The Wisconsin Virtual Academy has grown in its four years to about 850 students, all there by choice. The online public charter school gets good results on state tests, equivalent to small-town districts from which it draws students. Parents rave about it.
So, naturally, the state's biggest teachers union got a court to order it closed. If you wonder why, that just shows what you don't know about schools, you amateur.
"My daughter has the most wonderful, hardest-working teachers in the world working for her," says one parent, Julie Thompson of Cross Plains, near Madison. Her seventh-grader logs on with software made for virtual schooling. She goes to a virtual class with a live teacher. She has lessons assigned for her by a teacher. She does one-on-one work with a teacher. She gets her homework evaluated by a teacher, or she talks on a phone or meets face to face with a teacher. Notice who's central to this.
Why, it's the child's parents, claims the union. The Wisconsin Education Association Council has been suing the school since it opened, claiming it breaks Wisconsin's laws on teacher licenses. The union started by suing the state Department of Public Instruction which, being a union protectorate, switched sides. Make us stop funding the place, the educrats told an appeals court. Last week, the court agreed.
Mind you, nobody says the place does poorly. "They meet the state standard," conceded the state's lawyer — 92% of the students score advanced or proficient in reading. That's beside the point, he told the court. Because parents help when children are stuck or act as an on-hand coach, they're the teachers. Such parents are "unlicensed, untrained, unqualified and, um, adults who are not required to prove competence," the state's lawyer said, though he later said the state wants these incompetent peasants involved in schools anyhow. Maybe they can show up with juice boxes or something.
Siding with this, the appeals judges acknowledged it could absurdly make every teacher's aide illegal statewide.
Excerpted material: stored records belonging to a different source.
// SPDX-License-Identifier: MIT OR Apache-2.0
//! The calendar controller: agenda drafts and event enqueueing.

use super::write_draft;
use crate::AgentError;
use std::path::PathBuf;
use std::sync::Arc;
use steward_core::{ExecutionResult, Intent};
use steward_llm::{Llm, sanitize_untrusted_text};
use steward_queue::{ActionSpec, CreateEventSpec, QueueItem, QueueStore};
use uuid::Uuid;

/// Realizes `agenda_draft` and `enqueue_event_draft` intents.
pub struct CalendarController {
    artifacts_dir: PathBuf,
    #[allow(dead_code)]
    llm: Option<Arc<dyn Llm>>,
}

impl CalendarController {
    /// A controller writing under `artifacts_dir`.
    pub fn new(artifacts_dir: impl Into<PathBuf>, llm: Option<Arc<dyn Llm>>) -> Self {
        Self {
            artifacts_dir: artifacts_dir.into(),
            llm,
        }
    }

    /// Realize one accepted calendar intent.
    ///
    /// `agenda_draft` writes a draft file only; `enqueue_event_draft` writes
    /// the description draft and appends a pending `create_event` item.
    pub async fn execute(&self, intent: &Intent) -> Result<ExecutionResult, AgentError> {
        let drafts_dir = self.artifacts_dir.join("calendar/drafts");

        match intent.kind.as_str() {
            "agenda_draft" => {
                let eid = {
                    let e = intent.payload_str("event_id");
                    if e.is_empty() { "unknown" } else { e }.to_string()
                };
                let title = sanitize_untrusted_text(intent.payload_str("title"), 200);
                let when = sanitize_untrusted_text(intent.payload_str("when"), 200);
                let description = sanitize_untrusted_text(intent.payload_str("description"), 2000);

                let path = drafts_dir.join(format!("{eid}_agenda.md"));
                write_draft(
                    &path,
                    &format!("# Agenda Draft\n\nEvent: {title}\nWhen: {when}\n\n{description}\n"),
                )?;
                Ok(ExecutionResult::ok(vec![path], "agenda_draft_created"))
            }

            "enqueue_event_draft" => {
                let calendar_id = {
                    let c = intent.payload_str("calendar_id");
                    if c.is_empty() { "primary" } else { c }.to_string()
                };
                let title = sanitize_untrusted_text(intent.payload_str("title"), 200);
                let description = sanitize_untrusted_text(intent.payload_str("description"), 2000);
                let attendees: Vec<String> = intent
                    .payload
                    .get("attendees")
                    .and_then(|v| v.as_array())
                    .map(|arr| {
                        arr.iter()
                            .filter_map(|a| a.as_str().map(str::to_string))
                            .collect()
                    })
                    .unwrap_or_default();

                let desc_path =
                    drafts_dir.join(format!("event_{}.md", Uuid::new_v4().simple()));
                write_draft(&desc_path, &description)?;

                let qid = format!("create_event_{}", Uuid::new_v4().simple());
                let spec = ActionSpec::CreateEvent(CreateEventSpec {
                    qid: qid.clone(),
                    calendar_id,
                    title,
                    start_iso: intent.payload_str("start_iso").to_string(),
                    end_iso: intent.payload_str("end_iso").to_string(),
                    description_md_path: desc_path.to_string_lossy().into_owned(),
                    attendees,
                });

                let store = QueueStore::new(self.artifacts_dir.join("calendar/event_queue.json"));
                store.append(QueueItem::pending(&spec)?)?;
                Ok(ExecutionResult::ok(
                    vec![desc_path, store.path().to_path_buf()],
                    "event_enqueued",
                ))
            }

            _ => Ok(ExecutionResult::skipped("unsupported_intent")),
        }
    }
}

#[cfg(test)]
mod tests {
    use super::*;
    use steward_core::Domain;

    #[tokio::test]
    async fn agenda_draft_writes_file_without_queue_entry() {
        let dir = tempfile::tempdir().unwrap();
        let ctrl = CalendarController::new(dir.path(), None);
        let intent = Intent::new(Domain::Calendar, "agenda_draft")
            .with_payload("event_id", "ev42")
            .with_payload("title", "Planning")
            .with_payload("when", "Tomorrow 10:00")
            .with_payload("description", "Quarterly planning session");

        let res = ctrl.execute(&intent).await.unwrap();
        assert_eq!(res.note, "agenda_draft_created");

        let draft =
            std::fs::read_to_string(dir.path().join("calendar/drafts/ev42_agenda.md")).unwrap();
        assert!(draft.contains("Event: Planning"));
        assert!(!dir.path().join("calendar/event_queue.json").exists());
    }

    #[tokio::test]
    async fn enqueue_event_draft_appends_pending_item() {
        let dir = tempfile::tempdir().unwrap();
        let ctrl = CalendarController::new(dir.path(), None);
        let intent = Intent::new(Domain::Calendar, "enqueue_event_draft")
            .with_payload("title", "Focus block")
            .with_payload("start_iso", "2026-08-10T10:00:00+02:00")
            .with_payload("end_iso", "2026-08-10T11:00:00+02:00")
            .with_payload("description", "Deep work");

        let res = ctrl.execute(&intent).await.unwrap();
        assert_eq!(res.note, "event_enqueued");

        let store = QueueStore::new(dir.path().join("calendar/event_queue.json"));
        let items = store.load().unwrap();
        assert_eq!(items.len(), 1);
        assert!(items[0].qid.starts_with("create_event_"));
        match ActionSpec::from_item(&items[0]).unwrap() {
            ActionSpec::CreateEvent(spec) => {
                assert_eq!(spec.calendar_id, "primary");
                assert_eq!(spec.title, "Focus block");
                assert!(spec.attendees.is_empty());
                let desc = std::fs::read_to_string(&spec.description_md_path).unwrap();
                assert_eq!(desc, "Deep work");
            }
            other => panic!("expected CreateEvent, got {other:?}"),
        }
    }

    #[tokio::test]
    async fn attendees_are_carried_through() {
        let dir = tempfile::tempdir().unwrap();
        let ctrl = CalendarController::new(dir.path(), None);
        let intent = Intent::new(Domain::Calendar, "enqueue_event_draft")
            .with_payload("title", "Sync")
            .with_payload(
                "attendees",
                serde_json::json!(["a@example.com", "b@example.com"]),
            );
        ctrl.execute(&intent).await.unwrap();

        let store = QueueStore::new(dir.path().join("calendar/event_queue.json"));
        let items = store.load().unwrap();
        match ActionSpec::from_item(&items[0]).unwrap() {
            ActionSpec::CreateEvent(spec) => {
                assert_eq!(spec.attendees, vec!["a@example.com", "b@example.com"]);
            }
            other => panic!("expected CreateEvent, got {other:?}"),
        }
    }

    #[tokio::test]
    async fn unsupported_intent_is_skipped() {
        let dir = tempfile::tempdir().unwrap();
        let ctrl = CalendarController::new(dir.path(), None);
        let res = ctrl
            .execute(&Intent::new(Domain::Calendar, "conflict_report"))
            .await
            .unwrap();
        assert_eq!(res.note, "unsupported_intent");
    }
}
Still, the law is the law, said the judges, and it's up to regulators to decide how to enforce it. The Department of Public Instruction had convened experts to suggest how to accommodate such schools. It ignored their recommendations and it offered the academy no means by which it could regain legal grace.
That's unprecedented, says Susan Patrick, who heads the North American Council for Online Learning. Of the 173 virtual schools educating 92,000 students in 18 states, not one has been closed because a court said online learning breaks licensing laws. "Wisconsin is kind of unique," she says.
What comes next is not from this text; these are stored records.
// SPDX-License-Identifier: MIT OR Apache-2.0
//! `steward` — the orchestrator binary.
//!
//! Runs N ticks of propose → gate → arbitrate → draft → enqueue → approve.
//! The mail and calendar readers are external; without them the schedulers
//! see empty state, which still exercises the coding and forum domains.

#![deny(unsafe_code)]

use anyhow::{Context, Result};
use async_trait::async_trait;
use clap::Parser;
use std::path::PathBuf;
use steward_agent::{Orchestrator, StateProvider, TickInputs};
use steward_config::Config;
use steward_exec::forum::ForumClient;
use tracing::warn;
use tracing_subscriber::EnvFilter;

#[derive(Parser, Debug)]
#[command(name = "steward", version, about = "Steward companion orchestrator")]
struct Cli {
    /// Number of ticks to run.
    #[arg(long, default_value_t = 5)]
    ticks: u32,

    /// Artifact directory shared with the executor daemon.
    #[arg(long, default_value = "artifacts")]
    artifacts: PathBuf,

    /// Repository paths for the coding scheduler. Can be repeated.
    #[arg(long)]
    repos: Vec<String>,

    /// Enable debug logging.
    #[arg(long)]
    debug: bool,
}

/// Gathers tick inputs: configured repos always, the forum feed when
/// enabled. Reader failures surface as empty state, never as errors.
struct CliStateProvider {
    repos: Vec<String>,
    forum: Option<ForumClient>,
    feed_sort: String,
    feed_limit: u32,
}

#[async_trait]
impl StateProvider for CliStateProvider {
    async fn gather(&self) -> TickInputs {
        let posts = match &self.forum {
            Some(client) => match client.list_posts(&self.feed_sort, self.feed_limit).await {
                Ok(posts) => posts,
                Err(e) => {
                    warn!(error = %e, "forum feed unavailable, continuing with empty state");
                    Vec::new()
                }
            },
            None => Vec::new(),
        };
        TickInputs {
            repos: self.repos.clone(),
            posts,
            ..TickInputs::default()
        }
    }
}

#[tokio::main]
async fn main() -> Result<()> {
    let cli = Cli::parse();

    let filter = if cli.debug {
        EnvFilter::new("debug")
    } else {
        EnvFilter::try_from_default_env().unwrap_or_else(|_| EnvFilter::new("info"))
    };
    tracing_subscriber::fmt().with_env_filter(filter).init();

    std::fs::create_dir_all(&cli.artifacts)
        .with_context(|| format!("create artifact dir {}", cli.artifacts.display()))?;

    let cfg = Config::from_env();
    for warning in cfg.validate().context("validate configuration")? {
        warn!(%warning, "configuration warning");
    }

    let forum = if cfg.forum_enabled {
        match ForumClient::from_credentials_file(cfg.forum_base_url.clone(), &cfg.forum_credentials_path)
        {
            Ok(client) => Some(client),
            Err(e) => {
                warn!(error = %e, "forum disabled: credentials unavailable");
                None
            }
        }
    } else {
        None
    };

    let provider = CliStateProvider {
        repos: cli.repos.clone(),
        forum,
        feed_sort: cfg.forum_feed_sort.clone(),
        feed_limit: cfg.forum_feed_limit,
    };

    let llm = steward_llm::build_llm(&cfg);
    let orchestrator = Orchestrator::new(&cli.artifacts, cfg, llm);
    orchestrator.run_ticks(cli.ticks, &provider).await;
    Ok(())
}
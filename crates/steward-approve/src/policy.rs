// SPDX-License-Identifier: MIT OR Apache-2.0
//! Conservative auto-approval predicates.
//!
//! Deterministic functions of (spec, config, clock). A `false` here is a
//! silent skip, not an error; the item simply stays pending for a human.

use chrono::{DateTime, Duration, Local, NaiveDateTime};
use steward_config::{Config, POLICY_CONSERVATIVE};
use steward_queue::{CreateEventSpec, SendEmailSpec};

/// Parse an ISO-8601 instant, tolerating a trailing `Z` and naive local
/// times. Returns the instant in the host's local timezone.
fn parse_iso_local(ts: &str) -> Option<DateTime<Local>> {
    if ts.is_empty() {
        return None;
    }
    if let Ok(dt) = DateTime::parse_from_rfc3339(ts) {
        return Some(dt.with_timezone(&Local));
    }
    // Naive timestamps are taken as local wall-clock time.
    for fmt in ["%Y-%m-%dT%H:%M:%S%.f", "%Y-%m-%dT%H:%M:%S"] {
        if let Ok(naive) = NaiveDateTime::parse_from_str(ts, fmt) {
            return naive.and_local_timezone(Local).single();
        }
    }
    None
}

/// Whether a send may be auto-approved: conservative policy, recipient is
/// exactly the configured self address (trimmed, case-insensitive),
/// non-empty subject of at most 200 characters, and a readable body file.
pub fn can_auto_approve_send(spec: &SendEmailSpec, cfg: &Config) -> bool {
    if cfg.auto_approve_policy != POLICY_CONSERVATIVE {
        return false;
    }
    if spec.to.is_empty() || cfg.self_email.is_empty() {
        return false;
    }
    if spec.to.trim().to_lowercase() != cfg.self_email.trim().to_lowercase() {
        return false;
    }
    if spec.subject.is_empty() || spec.subject.chars().count() > 200 {
        return false;
    }
    match std::fs::metadata(&spec.body_md_path) {
        Ok(meta) if meta.is_file() => std::fs::File::open(&spec.body_md_path).is_ok(),
        _ => false,
    }
}

/// Whether an event may be auto-approved, judged against the current local
/// time. See [`can_auto_approve_event_at`] for the rules.
pub fn can_auto_approve_event(spec: &CreateEventSpec, cfg: &Config) -> bool {
    can_auto_approve_event_at(spec, cfg, Local::now())
}

/// Whether an event may be auto-approved at `now`: conservative policy, the
/// configured auto calendar only, non-empty title, no attendees, parseable
/// start/end with the start strictly in the future and within the window,
/// positive duration of at most the configured maximum, and both start and
/// end hours inside the inclusive local-time band.
pub fn can_auto_approve_event_at(
    spec: &CreateEventSpec,
    cfg: &Config,
    now: DateTime<Local>,
) -> bool {
    if cfg.auto_approve_policy != POLICY_CONSERVATIVE {
        return false;
    }
    if spec.calendar_id != cfg.auto_calendar_id {
        return false;
    }
    if spec.title.is_empty() {
        return false;
    }
    if !spec.attendees.is_empty() {
        return false;
    }

    let Some(start) = parse_iso_local(&spec.start_iso) else {
        return false;
    };
    let Some(end) = parse_iso_local(&spec.end_iso) else {
        return false;
    };

    if start <= now {
        return false;
    }
    if start - now > Duration::days(cfg.event_window_days) {
        return false;
    }

    let dur_min = (end - start).num_seconds() as f64 / 60.0;
    if dur_min <= 0.0 || dur_min > cfg.event_max_duration_min as f64 {
        return false;
    }

    let hours = cfg.event_start_hour..=cfg.event_end_hour;
    use chrono::Timelike;
    hours.contains(&start.hour()) && hours.contains(&end.hour())
}

#[cfg(test)]
mod tests {
    use super::*;
    use chrono::{Duration, Timelike};
    use std::io::Write;

    fn cfg() -> Config {
        Config {
            exec_secret: "secret".to_string(),
            auto_approve: true,
            self_email: "me@example.com".to_string(),
            ..Config::default()
        }
    }

    fn body_file(dir: &tempfile::TempDir) -> String {
        let path = dir.path().join("draft.md");
        let mut f = std::fs::File::create(&path).unwrap();
        writeln!(f, "hello").unwrap();
        path.to_string_lossy().into_owned()
    }

    fn send_spec(to: &str, body_md_path: String) -> SendEmailSpec {
        SendEmailSpec {
            qid: "send_1".to_string(),
            thread_id: "t1".to_string(),
            to: to.to_string(),
            subject: "Hi".to_string(),
            body_md_path,
            reply_to_message_id: None,
        }
    }

    fn event_spec(start: DateTime<Local>, minutes: i64) -> CreateEventSpec {
        CreateEventSpec {
            qid: "ev_1".to_string(),
            calendar_id: "primary".to_string(),
            title: "Focus time".to_string(),
            start_iso: start.to_rfc3339(),
            end_iso: (start + Duration::minutes(minutes)).to_rfc3339(),
            description_md_path: "desc.md".to_string(),
            attendees: Vec::new(),
        }
    }

    fn tomorrow_at_ten() -> DateTime<Local> {
        (Local::now() + Duration::days(1))
            .with_hour(10)
            .and_then(|t| t.with_minute(0))
            .and_then(|t| t.with_second(0))
            .and_then(|t| t.with_nanosecond(0))
            .unwrap()
    }

    #[test]
    fn send_accepts_self_recipient() {
        let dir = tempfile::tempdir().unwrap();
        let spec = send_spec("me@example.com", body_file(&dir));
        assert!(can_auto_approve_send(&spec, &cfg()));
    }

    #[test]
    fn send_accepts_self_case_insensitively() {
        let dir = tempfile::tempdir().unwrap();
        let spec = send_spec(" Me@Example.COM ", body_file(&dir));
        assert!(can_auto_approve_send(&spec, &cfg()));
    }

    #[test]
    fn send_rejects_third_party_recipient() {
        let dir = tempfile::tempdir().unwrap();
        let spec = send_spec("other@example.com", body_file(&dir));
        assert!(!can_auto_approve_send(&spec, &cfg()));
    }

    #[test]
    fn send_rejects_empty_recipient() {
        let dir = tempfile::tempdir().unwrap();
        let spec = send_spec("", body_file(&dir));
        assert!(!can_auto_approve_send(&spec, &cfg()));
    }

    #[test]
    fn send_rejects_when_no_self_email_configured() {
        let dir = tempfile::tempdir().unwrap();
        let spec = send_spec("me@example.com", body_file(&dir));
        let cfg = Config {
            self_email: String::new(),
            ..cfg()
        };
        assert!(!can_auto_approve_send(&spec, &cfg));
    }

    #[test]
    fn send_rejects_oversized_subject() {
        let dir = tempfile::tempdir().unwrap();
        let mut spec = send_spec("me@example.com", body_file(&dir));
        spec.subject = "x".repeat(201);
        assert!(!can_auto_approve_send(&spec, &cfg()));
    }

    #[test]
    fn send_rejects_missing_body_file() {
        let spec = send_spec("me@example.com", "/nonexistent/draft.md".to_string());
        assert!(!can_auto_approve_send(&spec, &cfg()));
    }

    #[test]
    fn send_rejects_non_conservative_policy() {
        let dir = tempfile::tempdir().unwrap();
        let spec = send_spec("me@example.com", body_file(&dir));
        let cfg = Config {
            auto_approve_policy: "permissive".to_string(),
            ..cfg()
        };
        assert!(!can_auto_approve_send(&spec, &cfg));
    }

    #[test]
    fn event_accepts_simple_tomorrow() {
        let spec = event_spec(tomorrow_at_ten(), 60);
        assert!(can_auto_approve_event(&spec, &cfg()));
    }

    #[test]
    fn event_rejects_attendees() {
        let mut spec = event_spec(tomorrow_at_ten(), 60);
        spec.attendees.push("a@example.com".to_string());
        assert!(!can_auto_approve_event(&spec, &cfg()));
    }

    #[test]
    fn event_rejects_outside_window() {
        let start = (Local::now() + Duration::days(10))
            .with_hour(10)
            .and_then(|t| t.with_nanosecond(0))
            .unwrap();
        let spec = event_spec(start, 60);
        // Default window is 7 days.
        assert!(!can_auto_approve_event(&spec, &cfg()));
    }

    #[test]
    fn event_rejects_past_start() {
        let start = (Local::now() - Duration::hours(2))
            .with_nanosecond(0)
            .unwrap();
        let spec = event_spec(start, 30);
        assert!(!can_auto_approve_event(&spec, &cfg()));
    }

    #[test]
    fn event_rejects_overlong_duration() {
        // Default maximum is 120 minutes.
        let spec = event_spec(tomorrow_at_ten(), 180);
        assert!(!can_auto_approve_event(&spec, &cfg()));
    }

    #[test]
    fn event_rejects_non_positive_duration() {
        let spec = event_spec(tomorrow_at_ten(), 0);
        assert!(!can_auto_approve_event(&spec, &cfg()));
        let spec = event_spec(tomorrow_at_ten(), -30);
        assert!(!can_auto_approve_event(&spec, &cfg()));
    }

    #[test]
    fn event_rejects_outside_local_hours() {
        let start = tomorrow_at_ten().with_hour(22).unwrap();
        let spec = event_spec(start, 30);
        // Default band is 08..=20 local.
        assert!(!can_auto_approve_event(&spec, &cfg()));
    }

    #[test]
    fn event_rejects_foreign_calendar() {
        let mut spec = event_spec(tomorrow_at_ten(), 60);
        spec.calendar_id = "work".to_string();
        assert!(!can_auto_approve_event(&spec, &cfg()));
    }

    #[test]
    fn event_rejects_unparseable_times() {
        let mut spec = event_spec(tomorrow_at_ten(), 60);
        spec.start_iso = "sometime tomorrow".to_string();
        assert!(!can_auto_approve_event(&spec, &cfg()));

        let mut spec = event_spec(tomorrow_at_ten(), 60);
        spec.end_iso = String::new();
        assert!(!can_auto_approve_event(&spec, &cfg()));
    }

    #[test]
    fn event_tolerates_trailing_z() {
        // Fixed instant: deterministic via the explicit-now variant.
        let now = DateTime::parse_from_rfc3339("2026-03-02T09:00:00+00:00")
            .unwrap()
            .with_timezone(&Local);
        let start = now + Duration::hours(26);
        let mut spec = event_spec(start, 60);
        spec.start_iso = start
            .with_timezone(&chrono::Utc)
            .format("%Y-%m-%dT%H:%M:%SZ")
            .to_string();
        spec.end_iso = (start + Duration::minutes(60))
            .with_timezone(&chrono::Utc)
            .format("%Y-%m-%dT%H:%M:%SZ")
            .to_string();

        use chrono::Timelike;
        let in_band = (8..=20).contains(&start.hour())
            && (8..=20).contains(&(start + Duration::minutes(60)).hour());
        assert_eq!(can_auto_approve_event_at(&spec, &cfg(), now), in_band);
    }

    #[test]
    fn parse_iso_local_accepts_naive_times() {
        assert!(parse_iso_local("2026-03-02T10:00:00").is_some());
        assert!(parse_iso_local("2026-03-02T10:00:00.123").is_some());
        assert!(parse_iso_local("2026-03-02T10:00:00Z").is_some());
        assert!(parse_iso_local("2026-03-02T10:00:00+02:00").is_some());
        assert!(parse_iso_local("").is_none());
        assert!(parse_iso_local("not a time").is_none());
    }
}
If Wisconsin Virtual Academy doesn't win on appeal to the state Supreme Court, it'll be a grim first and probably not last. The case puts Wisconsin's dozen or so other virtual schools on thin ice — not to mention the 20 union members who teach at the school.
Why would the union do this? Because virtual schools are apparently taking education where it doesn't want to go. For one thing, the union doesn't seem to like alternative paths into teaching. Teach for America, which recruits top students from other fields, isn't in Wisconsin, for instance. WEAC may well fear for its prerogatives.
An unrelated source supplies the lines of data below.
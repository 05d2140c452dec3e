// SPDX-License-Identifier: MIT OR Apache-2.0
//! Prompt texts. Everything is draft-only by construction; the model is
//! never asked to perform an action, only to write text or propose intents.

/// System prompt for the messages scheduler's structured proposal call.
pub fn system_messages_scheduler() -> &'static str {
    "Propose draft-only message intents. Return strict JSON only."
}

/// User prompt for the messages scheduler, over sanitized thread JSON.
pub fn user_messages_scheduler(threads_json: &str) -> String {
    format!(
        "Given inbox threads, propose 3-8 intents. \
         Allowed types: draft_reply, triage_summary, ask_clarifying_question. \
         Return JSON: {{\"intents\":[...]}}\n\nInbox threads:\n{threads_json}"
    )
}

/// System prompt for drafting an email reply body.
pub fn system_draft_email() -> &'static str {
    "Write a concise email draft. Draft-only. Return only the body."
}

/// User prompt for drafting an email reply body.
pub fn user_draft_email(subject: &str, context: &str) -> String {
    format!("Subject: {subject}\n\nContext:\n{context}\n\nWrite the draft reply body.")
}

/// System prompt for drafting a forum reply.
pub fn system_forum_reply() -> &'static str {
    "Write a concise forum comment reply. Draft-only. Return only the reply body."
}

/// User prompt for drafting a forum reply.
pub fn user_forum_reply(title: &str, content: &str) -> String {
    format!("Post title: {title}\n\nPost content:\n{content}\n\nWrite a helpful, concise reply.")
}

/// System prompt for drafting a forum post.
pub fn system_forum_post() -> &'static str {
    "Write a concise forum post. Draft-only. Return only the post body."
}

/// User prompt for drafting a forum post.
pub fn user_forum_post(title: &str, context: &str) -> String {
    format!("Post title: {title}\n\nContext:\n{context}\n\nWrite the post body.")
}
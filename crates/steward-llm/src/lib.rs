// SPDX-License-Identifier: MIT OR Apache-2.0
//! steward-llm
//!
//! The completion/stream oracle the schedulers and controllers consume, plus
//! everything that keeps untrusted text at arm's length from it: the
//! sanitizer, the prompt library, and strict schema validation of structured
//! outputs. The core never depends on a specific provider; each HTTP-backed
//! implementation lives behind the [`Llm`] trait.
#![deny(unsafe_code)]
#![warn(missing_docs)]

/// Prompt texts used by schedulers and controllers.
pub mod prompts;
/// HTTP-backed providers.
pub mod providers;
/// Provider selection from configuration.
pub mod router;
/// Untrusted-text sanitization.
pub mod sanitize;
/// Structured-output validation.
pub mod schema;

pub use router::build_llm;
pub use sanitize::sanitize_untrusted_text;
pub use schema::parse_intent_batch;

use async_trait::async_trait;
use futures::Stream;
use std::pin::Pin;

/// Errors surfaced by LLM providers.
///
/// Callers never escalate these; a failed call falls back to heuristics.
#[derive(Debug, thiserror::Error)]
pub enum LlmError {
    /// Transport-level failure (connect, timeout, TLS).
    #[error("llm transport error: {0}")]
    Transport(#[from] reqwest::Error),

    /// Non-success HTTP status from the provider.
    #[error("llm provider returned {status}: {body}")]
    Status {
        /// HTTP status code.
        status: u16,
        /// Response body, possibly truncated.
        body: String,
    },

    /// The provider's response body did not have the expected shape.
    #[error("llm response malformed: {0}")]
    Malformed(String),
}

/// A completed generation.
#[derive(Debug, Clone, Default)]
pub struct LlmResponse {
    /// The generated text, trimmed.
    pub text: String,
    /// Parsed JSON when the call asked for `json_mode` and the text parsed.
    pub json: Option<serde_json::Value>,
    /// Model that produced the response.
    pub model: String,
    /// Provider-reported usage, when available.
    pub usage: Option<serde_json::Value>,
}

/// Stream of text chunks from a generation.
pub type TextStream = Pin<Box<dyn Stream<Item = Result<String, LlmError>> + Send>>;

/// The capability set the core consumes from a language model.
#[async_trait]
pub trait Llm: Send + Sync {
    /// One-shot completion. With `json_mode`, the provider is asked for
    /// strict JSON and the parsed value rides along in
    /// [`LlmResponse::json`] (`None` when parsing fails).
    async fn complete(
        &self,
        system: &str,
        user: &str,
        json_mode: bool,
    ) -> Result<LlmResponse, LlmError>;

    /// Streaming completion. Providers without native streaming re-emit a
    /// full completion in fixed-size chunks.
    async fn stream(&self, system: &str, user: &str) -> Result<TextStream, LlmError>;
}

/// Re-emit `text` as a stream of chunks of at most 120 characters.
///
/// The fallback used by providers that cannot stream natively.
pub(crate) fn chunked_stream(text: String) -> TextStream {
    let chunks: Vec<String> = {
        let chars: Vec<char> = text.chars().collect();
        chars
            .chunks(120)
            .map(|c| c.iter().collect::<String>())
            .collect()
    };
    Box::pin(futures::stream::iter(chunks.into_iter().map(Ok)))
}

#[cfg(test)]
mod tests {
    use super::*;
    use futures::StreamExt;

    #[tokio::test]
    async fn chunked_stream_preserves_text() {
        let text = "x".repeat(301);
        let mut stream = chunked_stream(text.clone());
        let mut out = String::new();
        let mut chunks = 0;
        while let Some(chunk) = stream.next().await {
            out.push_str(&chunk.unwrap());
            chunks += 1;
        }
        assert_eq!(out, text);
        assert_eq!(chunks, 3);
    }

    #[tokio::test]
    async fn chunked_stream_of_empty_text_is_empty() {
        let mut stream = chunked_stream(String::new());
        assert!(stream.next().await.is_none());
    }

    #[tokio::test]
    async fn chunked_stream_respects_char_boundaries() {
        let text = "é".repeat(121);
        let mut stream = chunked_stream(text.clone());
        let first = stream.next().await.unwrap().unwrap();
        assert_eq!(first.chars().count(), 120);
    }
}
Nor can it bear to see success for a kind of school that thrives with about one teacher to 42 students. For years the union has been pushing to add teachers by cutting such ratios. With enrollment now falling in about six of 10 districts here, any move to make teachers more productive, as virtual schools do, would deprive the union of the rising membership and influence it wants.
When the Legislature in 2006 changed the law to accommodate virtual schools, the union opposed it. So did the Department of Public Instruction, saying it would lower standards. Recall, the same department argued that it's irrelevant whether Wisconsin Virtual Academy teaches well. Anyway, Governor Doyle, perennially backed by the teachers union, vetoed the reform.
This is the union, and officials beholden to it, in action, squashing a whole branch of school innovation. A fifth of students nationwide will take an online class in college. Michigan now requires all children to take at least one online class. In Wisconsin, already a hotbed of school choice, the teachers union and the education apparat apparently have had about enough of the educational marketplace that such online learning enables.
It's telling that after I wrote about this in Wisconsin, I heard from union supporters saying that parents who choose virtual schools just don't understand the value of making their children learn in lockstep with a room of random peers. Others said they fear online schools would appeal to parents who'd let their kids slide by, unlearning. This seems funny coming from an organization that's never sued to close a brick-and-mortar school where kids really do pass through untouched by literacy. But it speaks to a real suspicion of granting discretion to parents.
That bit about unlicensed, untrained, unqualified, and incompetent wasn't just lawyer talk. Some portion of the people running education in Wisconsin — and the nation, I'd guess — really views parents primarily that way. It could explain why charter schools face such resistance.
This makes the many teachers and principals who see parents as customers, not mere juice suppliers, that much more valuable. In Wisconsin, at least, you can't count on that attitude to prevail.
Mr. McIlheran is a columnist for the Milwaukee Journal Sentinel.